Trends Among Millennials

Trends Among Millennials

I’m fortunate to be a part of a solid initiative called Design Alabama. Every year we participate in a Mayors’ Summit, working with five different cities on their most challenging design problems. We just completed our 2015 Summit.

A few interesting nuggets I learned about Millennials trends (people born 1979 to 1996)

  • 31% of Millennials prefer a “core city” and have a stronger inclination toward urban living.
  • 66% say they seek walkable places and town centers, and 33% are willing to pay a premium to be able to walk to shops and amenities.
  • 50% are willing to give up living space in order to live in a walkable neighborhood.

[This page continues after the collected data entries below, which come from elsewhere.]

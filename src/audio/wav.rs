//! Mono 16-bit WAV clips on disk.

use crate::error::{VoxError, VoxResult};
use hound::{SampleFormat, WavReader, WavSpec, WavWriter};
use std::fs::{self, File};
use std::io::BufWriter;
use std::path::{Path, PathBuf};

fn mono_spec(sample_rate: u32) -> WavSpec {
    WavSpec {
        channels: 1,
        sample_rate,
        bits_per_sample: 16,
        sample_format: SampleFormat::Int,
    }
}

/// A finalized recording waiting to be uploaded. Consumed by value so a clip
/// is uploaded at most once.
#[derive(Debug, Clone, PartialEq, Eq)]
pub struct RecordingClip {
    pub path: PathBuf,
    pub sample_rate: u32,
    pub samples: usize,
}

impl RecordingClip {
    pub fn duration_ms(&self) -> u64 {
        if self.sample_rate == 0 {
            return 0;
        }
        (self.samples as u64 * 1000) / u64::from(self.sample_rate)
    }

    /// Remove the backing file once the clip is no longer needed.
    pub fn discard(self) {
        if let Err(err) = fs::remove_file(&self.path) {
            tracing::debug!(
                target: "voxorb::audio",
                path = %self.path.display(),
                "clip cleanup failed: {err}"
            );
        }
    }
}

/// Streams frames into a WAV file while a recording is running.
pub struct ClipWriter {
    path: PathBuf,
    sample_rate: u32,
    samples: usize,
    writer: WavWriter<BufWriter<File>>,
}

impl ClipWriter {
    pub fn create(path: impl Into<PathBuf>, sample_rate: u32) -> VoxResult<Self> {
        let path = path.into();
        if let Some(parent) = path.parent() {
            fs::create_dir_all(parent)?;
        }
        let writer = WavWriter::create(&path, mono_spec(sample_rate))?;
        Ok(Self {
            path,
            sample_rate,
            samples: 0,
            writer,
        })
    }

    pub fn write_frame(&mut self, frame: &[i16]) -> VoxResult<()> {
        for &sample in frame {
            self.writer.write_sample(sample)?;
        }
        self.samples += frame.len();
        Ok(())
    }

    pub fn samples(&self) -> usize {
        self.samples
    }

    /// Flush the header and hand back the clip. A clip with no audio is
    /// deleted and reported as missing.
    pub fn finish(self) -> VoxResult<RecordingClip> {
        let Self {
            path,
            sample_rate,
            samples,
            writer,
        } = self;
        writer.finalize()?;
        if samples == 0 {
            let _ = fs::remove_file(&path);
            return Err(VoxError::FileMissing(path.display().to_string()));
        }
        if !path.is_file() {
            return Err(VoxError::FileMissing(path.display().to_string()));
        }
        Ok(RecordingClip {
            path,
            sample_rate,
            samples,
        })
    }
}

/// Write a whole buffer as a clip in one go.
pub fn write_clip(
    path: impl Into<PathBuf>,
    samples: &[i16],
    sample_rate: u32,
) -> VoxResult<RecordingClip> {
    let mut writer = ClipWriter::create(path, sample_rate)?;
    writer.write_frame(samples)?;
    writer.finish()
}

/// Read a 16-bit WAV, downmixing to mono. Returns samples and sample rate.
pub fn read_wav_i16(path: &Path) -> VoxResult<(Vec<i16>, u32)> {
    let reader = WavReader::open(path)?;
    decode_reader(reader)
}

/// Decode WAV bytes already in memory (reply bodies).
pub fn decode_wav_bytes(bytes: &[u8]) -> VoxResult<(Vec<i16>, u32)> {
    let reader = WavReader::new(std::io::Cursor::new(bytes))?;
    decode_reader(reader)
}

fn decode_reader<R: std::io::Read>(reader: WavReader<R>) -> VoxResult<(Vec<i16>, u32)> {
    let spec = reader.spec();
    let channels = usize::from(spec.channels.max(1));
    let interleaved: Vec<i16> = match (spec.sample_format, spec.bits_per_sample) {
        (SampleFormat::Int, 16) => reader
            .into_samples::<i16>()
            .collect::<Result<_, _>>()?,
        (SampleFormat::Int, bits) if bits <= 32 => {
            let shift = u32::from(bits.saturating_sub(16));
            reader
                .into_samples::<i32>()
                .map(|s| {
                    s.map(|v| {
                        if bits > 16 {
                            (v >> shift) as i16
                        } else {
                            (v << (16 - bits)) as i16
                        }
                    })
                })
                .collect::<Result<_, _>>()?
        }
        (SampleFormat::Float, 32) => reader
            .into_samples::<f32>()
            .map(|s| s.map(super::dispatch::quantize))
            .collect::<Result<_, _>>()?,
        (format, bits) => {
            return Err(VoxError::Decode(format!(
                "unsupported wav format {format:?} {bits}-bit"
            )))
        }
    };
    if channels == 1 {
        return Ok((interleaved, spec.sample_rate));
    }
    let mono = interleaved
        .chunks(channels)
        .map(|frame| {
            let sum: i32 = frame.iter().map(|&s| i32::from(s)).sum();
            (sum / frame.len() as i32) as i16
        })
        .collect();
    Ok((mono, spec.sample_rate))
}
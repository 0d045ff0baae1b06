use anyhow::{bail, Context, Result};
use crossbeam_channel::{unbounded, Receiver};
use std::io::{self, BufRead};
use std::thread;
use voxorb::audio::{self, simulate_levels, PipelineConfig};
use voxorb::config::AppConfig;

const BAR_WIDTH: usize = 30;

pub(crate) fn list_input_devices() -> Result<()> {
    // VOXORB_TEST_DEVICES stands in for the host's device list in tests.
    let devices = if let Ok(raw) = std::env::var("VOXORB_TEST_DEVICES") {
        parse_device_list(&raw)
    } else {
        audio::Recorder::list_devices().unwrap_or_else(|err| {
            eprintln!("Failed to list audio input devices: {err}");
            Vec::new()
        })
    };

    if devices.is_empty() {
        println!("No audio input devices detected.");
    } else {
        println!("Available audio input devices:");
        for name in devices {
            println!("  - {name}");
        }
    }
    Ok(())
}

fn parse_device_list(raw: &str) -> Vec<String> {
    raw.split(',')
        .map(|item| item.trim().to_string())
        .filter(|item| !item.is_empty())
        .collect()
}

/// Parse `0.1,0.2, 0.3` into loudness samples in [0, 1].
pub(crate) fn parse_levels(raw: &str) -> Result<Vec<f32>> {
    let mut levels = Vec::new();
    for (idx, item) in raw.split(',').map(str::trim).enumerate() {
        if item.is_empty() {
            continue;
        }
        // `0.2x15` repeats a level.
        let (value, repeat) = match item.split_once('x') {
            Some((value, count)) => (
                value.trim(),
                count
                    .trim()
                    .parse::<usize>()
                    .with_context(|| format!("bad repeat count in item {}: '{item}'", idx + 1))?,
            ),
            None => (item, 1),
        };
        let level: f32 = value
            .parse()
            .with_context(|| format!("bad loudness in item {}: '{item}'", idx + 1))?;
        if !(0.0..=1.0).contains(&level) {
            bail!("loudness must be within [0, 1], got {level}");
        }
        levels.extend(std::iter::repeat(level).take(repeat));
    }
    if levels.is_empty() {
        bail!("--simulate-vad needs at least one loudness value");
    }
    Ok(levels)
}

pub(crate) fn run_simulation(config: &AppConfig, raw: &str) -> Result<()> {
    let levels = parse_levels(raw)?;
    let (transitions, metrics) =
        simulate_levels(&levels, config.simulate_step_ms, PipelineConfig::from(config));
    for t in &transitions {
        println!(
            "t={}ms {} smoothed={:.3}",
            t.at_ms,
            t.transition.label(),
            t.smoothed
        );
    }
    println!(
        "transitions={} speech_segments={} frames={} speech_ms={}",
        transitions.len(),
        metrics.speech_segments,
        metrics.frames_processed,
        metrics.speech_ms
    );
    Ok(())
}

/// ASCII loudness bar, e.g. `[#####.........] 0.31`.
pub(crate) fn format_level_bar(level: f32, width: usize) -> String {
    let level = if level.is_finite() { level.clamp(0.0, 1.0) } else { 0.0 };
    let filled = (level * width as f32).round() as usize;
    format!(
        "[{}{}] {level:.2}",
        "#".repeat(filled),
        ".".repeat(width.saturating_sub(filled))
    )
}

pub(crate) fn level_bar(level: f32) -> String {
    format_level_bar(level, BAR_WIDTH)
}

/// Forward stdin lines on a channel. The sender drops at EOF.
pub(crate) fn spawn_line_reader() -> Receiver<String> {
    let (tx, rx) = unbounded();
    thread::spawn(move || {
        for line in io::stdin().lock().lines() {
            let Ok(line) = line else { break };
            if tx.send(line).is_err() {
                break;
            }
        }
    });
    rx
}
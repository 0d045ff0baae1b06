//! Keeps a continuous speech-recognition session alive while listening.
//!
//! All entry points take the current time in milliseconds and run on the
//! owner's thread; restarts are deferred through a [`DelayedTask`] that the
//! owner drives by calling [`SessionSupervisor::tick`].

use super::clock::DelayedTask;
use crate::config::{
    AppConfig, DEFAULT_DEAD_SESSION_MS, DEFAULT_MAX_CONSECUTIVE_RESTARTS, DEFAULT_RESTART_DELAY_MS,
    DEFAULT_WATCHDOG_INTERVAL_MS,
};
use crate::error::{VoxError, VoxResult};
use crate::{log_debug, log_debug_content};

/// Downstream continuous recognizer driven by the supervisor.
pub trait SpeechRecognizer {
    fn start(&mut self) -> VoxResult<()>;
    fn stop(&mut self);

    fn name(&self) -> &str {
        "recognizer"
    }
}

#[derive(Debug, Clone, Copy, PartialEq, Eq)]
pub struct SupervisorConfig {
    pub restart_delay_ms: u64,
    pub dead_session_ms: u64,
    pub watchdog_interval_ms: u64,
    /// Failed restarts tolerated in a row; 0 never gives up.
    pub max_consecutive_restarts: u32,
}

impl Default for SupervisorConfig {
    fn default() -> Self {
        Self {
            restart_delay_ms: DEFAULT_RESTART_DELAY_MS,
            dead_session_ms: DEFAULT_DEAD_SESSION_MS,
            watchdog_interval_ms: DEFAULT_WATCHDOG_INTERVAL_MS,
            max_consecutive_restarts: DEFAULT_MAX_CONSECUTIVE_RESTARTS,
        }
    }
}

impl From<&AppConfig> for SupervisorConfig {
    fn from(cfg: &AppConfig) -> Self {
        Self {
            restart_delay_ms: cfg.restart_delay_ms,
            dead_session_ms: cfg.dead_session_ms,
            watchdog_interval_ms: cfg.watchdog_interval_ms,
            max_consecutive_restarts: cfg.max_consecutive_restarts,
        }
    }
}

#[derive(Debug, Clone, Copy, PartialEq, Eq)]
pub enum SupervisorState {
    Idle,
    Active,
    CoolingDown,
    /// Listening is wanted but the host app is in the background.
    Suspended,
    Faulted,
}

impl SupervisorState {
    pub fn label(self) -> &'static str {
        match self {
            SupervisorState::Idle => "idle",
            SupervisorState::Active => "active",
            SupervisorState::CoolingDown => "cooling_down",
            SupervisorState::Suspended => "suspended",
            SupervisorState::Faulted => "faulted",
        }
    }
}

#[derive(Debug, Clone, Copy, PartialEq, Eq)]
pub enum RestartReason {
    Finalize,
    Watchdog,
    RecognizerError,
}

impl RestartReason {
    pub fn label(self) -> &'static str {
        match self {
            RestartReason::Finalize => "finalize",
            RestartReason::Watchdog => "watchdog",
            RestartReason::RecognizerError => "recognizer_error",
        }
    }

    fn counts_as_failure(self) -> bool {
        matches!(self, RestartReason::RecognizerError)
    }
}

#[derive(Debug, Clone, PartialEq, Eq)]
pub enum SupervisorEvent {
    SessionStarted { session: u64 },
    SessionStopped { reason: RestartReason },
    RestartScheduled { reason: RestartReason, due_at: u64 },
    Transcript { text: String, is_final: bool },
    /// The VAD closed a Speaking period; carries the transcript gathered so far.
    Finalized { transcript: String },
    Suspended,
    Resumed,
    Stopped,
    GaveUp { failures: u32 },
}

pub struct SessionSupervisor<R: SpeechRecognizer> {
    cfg: SupervisorConfig,
    recognizer: R,
    listening: bool,
    focused: bool,
    active: bool,
    faulted: bool,
    cooldown_until: Option<u64>,
    restart: DelayedTask,
    restart_reason: RestartReason,
    last_result_at: u64,
    last_watchdog_at: Option<u64>,
    session_starts: u64,
    consecutive_failures: u32,
    partial: String,
    events: Vec<SupervisorEvent>,
}

impl<R: SpeechRecognizer> SessionSupervisor<R> {
    pub fn new(cfg: SupervisorConfig, recognizer: R) -> Self {
        Self {
            cfg,
            recognizer,
            listening: false,
            focused: true,
            active: false,
            faulted: false,
            cooldown_until: None,
            restart: DelayedTask::new(),
            restart_reason: RestartReason::Finalize,
            last_result_at: 0,
            last_watchdog_at: None,
            session_starts: 0,
            consecutive_failures: 0,
            partial: String::new(),
            events: Vec::new(),
        }
    }

    pub fn config(&self) -> &SupervisorConfig {
        &self.cfg
    }

    pub fn recognizer(&self) -> &R {
        &self.recognizer
    }

    pub fn recognizer_mut(&mut self) -> &mut R {
        &mut self.recognizer
    }

    pub fn is_listening(&self) -> bool {
        self.listening
    }

    pub fn is_active(&self) -> bool {
        self.active
    }

    pub fn session_starts(&self) -> u64 {
        self.session_starts
    }

    pub fn consecutive_failures(&self) -> u32 {
        self.consecutive_failures
    }

    pub fn partial_transcript(&self) -> &str {
        &self.partial
    }

    pub fn restart_pending(&self) -> bool {
        self.restart.is_pending()
    }

    pub fn in_cooldown(&self, now_ms: u64) -> bool {
        self.cooldown_until.is_some_and(|until| now_ms < until)
    }

    pub fn state(&self) -> SupervisorState {
        if self.faulted {
            SupervisorState::Faulted
        } else if !self.listening {
            SupervisorState::Idle
        } else if !self.focused {
            SupervisorState::Suspended
        } else if self.active {
            SupervisorState::Active
        } else {
            SupervisorState::CoolingDown
        }
    }

    /// Take everything emitted since the last call.
    pub fn drain_events(&mut self) -> Vec<SupervisorEvent> {
        std::mem::take(&mut self.events)
    }

    /// Enter listening mode and start the first session.
    pub fn start_listening(&mut self, now_ms: u64) {
        self.listening = true;
        self.faulted = false;
        self.consecutive_failures = 0;
        self.cooldown_until = None;
        self.restart.cancel();
        self.last_watchdog_at = None;
        if self.focused {
            self.start(now_ms);
        }
    }

    /// Begin a session. No-op while one is already active, while cooling
    /// down, or when listening is not wanted. Returns whether a session started.
    pub fn start(&mut self, now_ms: u64) -> bool {
        if !self.listening || !self.focused || self.active || self.faulted {
            return false;
        }
        if self.in_cooldown(now_ms) {
            return false;
        }
        match self.recognizer.start() {
            Ok(()) => {
                self.active = true;
                self.partial.clear();
                self.last_result_at = now_ms;
                self.session_starts += 1;
                tracing::info!(
                    target: "voxorb::session",
                    session = self.session_starts,
                    recognizer = self.recognizer.name(),
                    "session started"
                );
                self.events.push(SupervisorEvent::SessionStarted {
                    session: self.session_starts,
                });
                true
            }
            Err(err) => {
                self.on_recognizer_error(now_ms, &err);
                false
            }
        }
    }

    /// Any partial or final result proves the session is alive.
    pub fn on_result(&mut self, now_ms: u64, text: &str, is_final: bool) {
        if !self.active {
            return;
        }
        self.last_result_at = now_ms;
        self.consecutive_failures = 0;
        self.partial.clear();
        self.partial.push_str(text);
        log_debug_content(&format!("recognizer result (final={is_final}): {text}"));
        self.events.push(SupervisorEvent::Transcript {
            text: text.to_string(),
            is_final,
        });
    }

    /// The VAD saw Speaking give way to long silence.
    pub fn on_vad_finalize(&mut self, now_ms: u64) {
        if !self.listening || self.in_cooldown(now_ms) || self.restart.is_pending() {
            return;
        }
        let transcript = std::mem::take(&mut self.partial);
        self.events.push(SupervisorEvent::Finalized { transcript });
        self.stop_session(RestartReason::Finalize);
        self.schedule_restart(now_ms, RestartReason::Finalize);
    }

    /// Recognizer errors never end listening; they only delay the next session.
    pub fn on_recognizer_error(&mut self, now_ms: u64, err: &VoxError) {
        log_debug(&format!(
            "recognizer error ({}): {err}",
            self.recognizer.name()
        ));
        tracing::warn!(target: "voxorb::session", error = %err, "recognizer error");
        if !self.listening {
            return;
        }
        if self.active {
            self.stop_session(RestartReason::RecognizerError);
        }
        self.schedule_restart(now_ms, RestartReason::RecognizerError);
    }

    /// Drive pending restarts and the dead-session watchdog.
    pub fn tick(&mut self, now_ms: u64) {
        if self.restart.take_if_due(now_ms) {
            self.cooldown_until = None;
            self.run_restart(now_ms);
        }

        let watchdog_due = match self.last_watchdog_at {
            Some(last) => now_ms.saturating_sub(last) >= self.cfg.watchdog_interval_ms,
            None => true,
        };
        if !watchdog_due {
            return;
        }
        self.last_watchdog_at = Some(now_ms);
        if self.active
            && !self.in_cooldown(now_ms)
            && now_ms.saturating_sub(self.last_result_at) > self.cfg.dead_session_ms
        {
            log_debug(&format!(
                "watchdog: no recognizer result for {}ms; restarting session",
                now_ms.saturating_sub(self.last_result_at)
            ));
            self.stop_session(RestartReason::Watchdog);
            self.schedule_restart(now_ms, RestartReason::Watchdog);
        }
    }

    /// Foreground changes: losing focus stops the session, regaining it
    /// restarts one when listening is still wanted.
    pub fn on_focus_change(&mut self, now_ms: u64, focused: bool) {
        if self.focused == focused {
            return;
        }
        self.focused = focused;
        if !self.listening {
            return;
        }
        if focused {
            self.events.push(SupervisorEvent::Resumed);
            self.cooldown_until = None;
            self.restart.cancel();
            self.start(now_ms);
        } else {
            self.restart.cancel();
            self.cooldown_until = None;
            if self.active {
                self.stop_session(RestartReason::Finalize);
            }
            self.events.push(SupervisorEvent::Suspended);
        }
    }

    /// Leave listening mode. Pending restarts are dropped.
    pub fn stop_listening(&mut self) {
        let was_listening = self.listening;
        self.listening = false;
        self.restart.cancel();
        self.cooldown_until = None;
        if self.active {
            self.stop_session(RestartReason::Finalize);
        }
        self.partial.clear();
        if was_listening {
            tracing::info!(
                target: "voxorb::session",
                sessions = self.session_starts,
                "listening stopped"
            );
            self.events.push(SupervisorEvent::Stopped);
        }
    }

    fn stop_session(&mut self, reason: RestartReason) {
        if !self.active {
            return;
        }
        self.recognizer.stop();
        self.active = false;
        tracing::debug!(target: "voxorb::session", reason = reason.label(), "session stopped");
        self.events.push(SupervisorEvent::SessionStopped { reason });
    }

    fn schedule_restart(&mut self, now_ms: u64, reason: RestartReason) {
        let due_at = now_ms.saturating_add(self.cfg.restart_delay_ms);
        if !self.restart.schedule(due_at) {
            return;
        }
        self.cooldown_until = Some(due_at);
        self.restart_reason = reason;
        self.events
            .push(SupervisorEvent::RestartScheduled { reason, due_at });
    }

    fn run_restart(&mut self, now_ms: u64) {
        if !self.listening || !self.focused {
            return;
        }
        if self.restart_reason.counts_as_failure() {
            self.consecutive_failures = self.consecutive_failures.saturating_add(1);
            let ceiling = self.cfg.max_consecutive_restarts;
            if ceiling > 0 && self.consecutive_failures > ceiling {
                self.give_up();
                return;
            }
        }
        self.start(now_ms);
    }

    fn give_up(&mut self) {
        let failures = self.consecutive_failures;
        log_debug(&format!(
            "recognizer failed {failures} restarts in a row; giving up"
        ));
        tracing::error!(target: "voxorb::session", failures, "giving up on recognizer");
        self.stop_listening();
        self.faulted = true;
        self.events.push(SupervisorEvent::GaveUp { failures });
    }
}

impl SupervisorEvent {
    pub fn label(&self) -> &'static str {
        match self {
            SupervisorEvent::SessionStarted { .. } => "session_started",
            SupervisorEvent::SessionStopped { .. } => "session_stopped",
            SupervisorEvent::RestartScheduled { .. } => "restart_scheduled",
            SupervisorEvent::Transcript { .. } => "transcript",
            SupervisorEvent::Finalized { .. } => "finalized",
            SupervisorEvent::Suspended => "suspended",
            SupervisorEvent::Resumed => "resumed",
            SupervisorEvent::Stopped => "stopped",
            SupervisorEvent::GaveUp { .. } => "gave_up",
        }
    }
}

Millennials value diverse neighborhoods, proximity to jobs and fun, with more emphasis on connectedness and life/work balance than their predecessors.

  • 26% do not have a driver’s license, which I found most interesting. The miles driven by ages 16-34 have dropped 40% per capita in the last 10 years.
  • Bicycle trips in the age group rose 24% in ten years and walking is up 16%.
  • 45% report making a conscious effort to replace driving with alternative forms of transportation.

The past is not always a predictor of the future, and trends are just trends. We only know how things pan out by looking in the rearview mirror. That said, we have a diverse group of projects under contract, and I can definitely see some of these trends with our urban projects.

Comments

  1. Jon Barstad says:

    Merrill, I believe this report is ‘spot-on’! As you recall, I too am living in the urban environment. I walk to work, meals downtown and put significantly less miles on my car than before. I’m proof this is the case, but I will say I don’t believe it is just Millennials. It is “the right thing to do.” Given the economics of our world today, I think those who can unload a large house and mortgage payment are doing so to gain back more ‘freedom’ in their lives. I have learned in my life I believe we are blessed with three (3) resources in our life and the question is what are we going to do with them in our lifetime with…time, energy and money. I believe it can simply come down this…to assist on ‘making a good decision’…ask yourself, “will I have a positive gain on one, two or all three resources?” If yes, then its probably a good decision, if not…then you may need review issue more carefully and probably say “no”. I think if people feel freedom in their lives they are more content and joyful, otherwise emotional energy is zapped away, stress exists, chaos is present and opportunities are missed.

    Let me know when you are back in town. Love to break bread with you and we can pick-up this conversation. Thank you.